[Task goal] Where the string "NoMatchingIps" shows up in a line of the records, copy that line.

[Provided data]
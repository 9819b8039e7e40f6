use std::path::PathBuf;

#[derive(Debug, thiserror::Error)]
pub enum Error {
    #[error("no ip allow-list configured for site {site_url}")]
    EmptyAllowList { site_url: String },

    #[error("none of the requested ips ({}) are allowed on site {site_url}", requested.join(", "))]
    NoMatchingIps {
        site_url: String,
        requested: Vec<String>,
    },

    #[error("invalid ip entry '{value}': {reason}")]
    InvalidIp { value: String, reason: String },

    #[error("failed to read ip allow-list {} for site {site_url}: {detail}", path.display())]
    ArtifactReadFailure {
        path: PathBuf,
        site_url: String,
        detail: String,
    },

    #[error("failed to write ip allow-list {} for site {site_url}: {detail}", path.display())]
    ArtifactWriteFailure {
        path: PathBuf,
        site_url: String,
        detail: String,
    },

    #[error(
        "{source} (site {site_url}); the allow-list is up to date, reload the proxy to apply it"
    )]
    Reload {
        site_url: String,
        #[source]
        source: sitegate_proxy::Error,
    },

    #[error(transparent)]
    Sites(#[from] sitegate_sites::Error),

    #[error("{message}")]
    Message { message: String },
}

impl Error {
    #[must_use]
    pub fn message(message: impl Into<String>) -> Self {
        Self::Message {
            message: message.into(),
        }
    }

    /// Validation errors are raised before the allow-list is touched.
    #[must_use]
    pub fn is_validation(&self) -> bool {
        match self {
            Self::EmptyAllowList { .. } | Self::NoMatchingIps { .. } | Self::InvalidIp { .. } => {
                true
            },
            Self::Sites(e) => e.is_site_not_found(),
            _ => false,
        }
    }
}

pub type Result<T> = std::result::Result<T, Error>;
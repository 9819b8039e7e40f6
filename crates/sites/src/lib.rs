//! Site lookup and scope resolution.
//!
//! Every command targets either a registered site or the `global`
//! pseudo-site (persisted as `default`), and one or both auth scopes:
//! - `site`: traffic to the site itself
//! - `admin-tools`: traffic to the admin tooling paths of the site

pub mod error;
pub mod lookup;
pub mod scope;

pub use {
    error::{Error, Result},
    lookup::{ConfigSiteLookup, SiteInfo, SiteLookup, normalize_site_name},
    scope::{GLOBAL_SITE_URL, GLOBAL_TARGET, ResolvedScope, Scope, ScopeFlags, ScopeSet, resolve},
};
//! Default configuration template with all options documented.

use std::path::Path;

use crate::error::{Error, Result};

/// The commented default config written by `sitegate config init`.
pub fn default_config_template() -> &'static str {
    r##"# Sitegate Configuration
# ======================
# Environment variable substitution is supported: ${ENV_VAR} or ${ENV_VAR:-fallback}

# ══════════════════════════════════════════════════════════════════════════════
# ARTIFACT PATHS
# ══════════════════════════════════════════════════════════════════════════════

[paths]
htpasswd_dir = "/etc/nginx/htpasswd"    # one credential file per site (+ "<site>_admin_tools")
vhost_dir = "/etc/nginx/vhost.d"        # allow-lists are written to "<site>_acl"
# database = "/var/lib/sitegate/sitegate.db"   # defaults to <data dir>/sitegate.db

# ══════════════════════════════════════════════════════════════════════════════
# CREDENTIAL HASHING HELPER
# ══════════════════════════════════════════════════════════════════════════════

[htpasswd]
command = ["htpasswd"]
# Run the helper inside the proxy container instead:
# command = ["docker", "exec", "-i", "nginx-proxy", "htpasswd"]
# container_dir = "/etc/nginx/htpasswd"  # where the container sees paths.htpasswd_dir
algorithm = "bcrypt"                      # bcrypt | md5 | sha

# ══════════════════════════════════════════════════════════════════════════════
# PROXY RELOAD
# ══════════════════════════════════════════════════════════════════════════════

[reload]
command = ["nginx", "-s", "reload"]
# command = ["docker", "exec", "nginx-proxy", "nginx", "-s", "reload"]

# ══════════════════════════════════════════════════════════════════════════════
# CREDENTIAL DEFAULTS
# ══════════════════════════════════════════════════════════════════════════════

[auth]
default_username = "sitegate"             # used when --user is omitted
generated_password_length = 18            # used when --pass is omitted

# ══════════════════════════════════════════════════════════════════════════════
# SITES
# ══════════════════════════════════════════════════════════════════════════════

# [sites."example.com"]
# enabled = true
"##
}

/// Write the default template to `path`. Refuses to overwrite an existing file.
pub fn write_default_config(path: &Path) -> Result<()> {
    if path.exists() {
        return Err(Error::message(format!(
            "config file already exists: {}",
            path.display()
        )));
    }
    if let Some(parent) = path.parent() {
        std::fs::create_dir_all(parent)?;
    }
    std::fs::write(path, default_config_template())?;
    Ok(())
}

[Output below]
    NoMatchingIps {
            Self::EmptyAllowList { .. } | Self::NoMatchingIps { .. } | Self::InvalidIp { .. } => {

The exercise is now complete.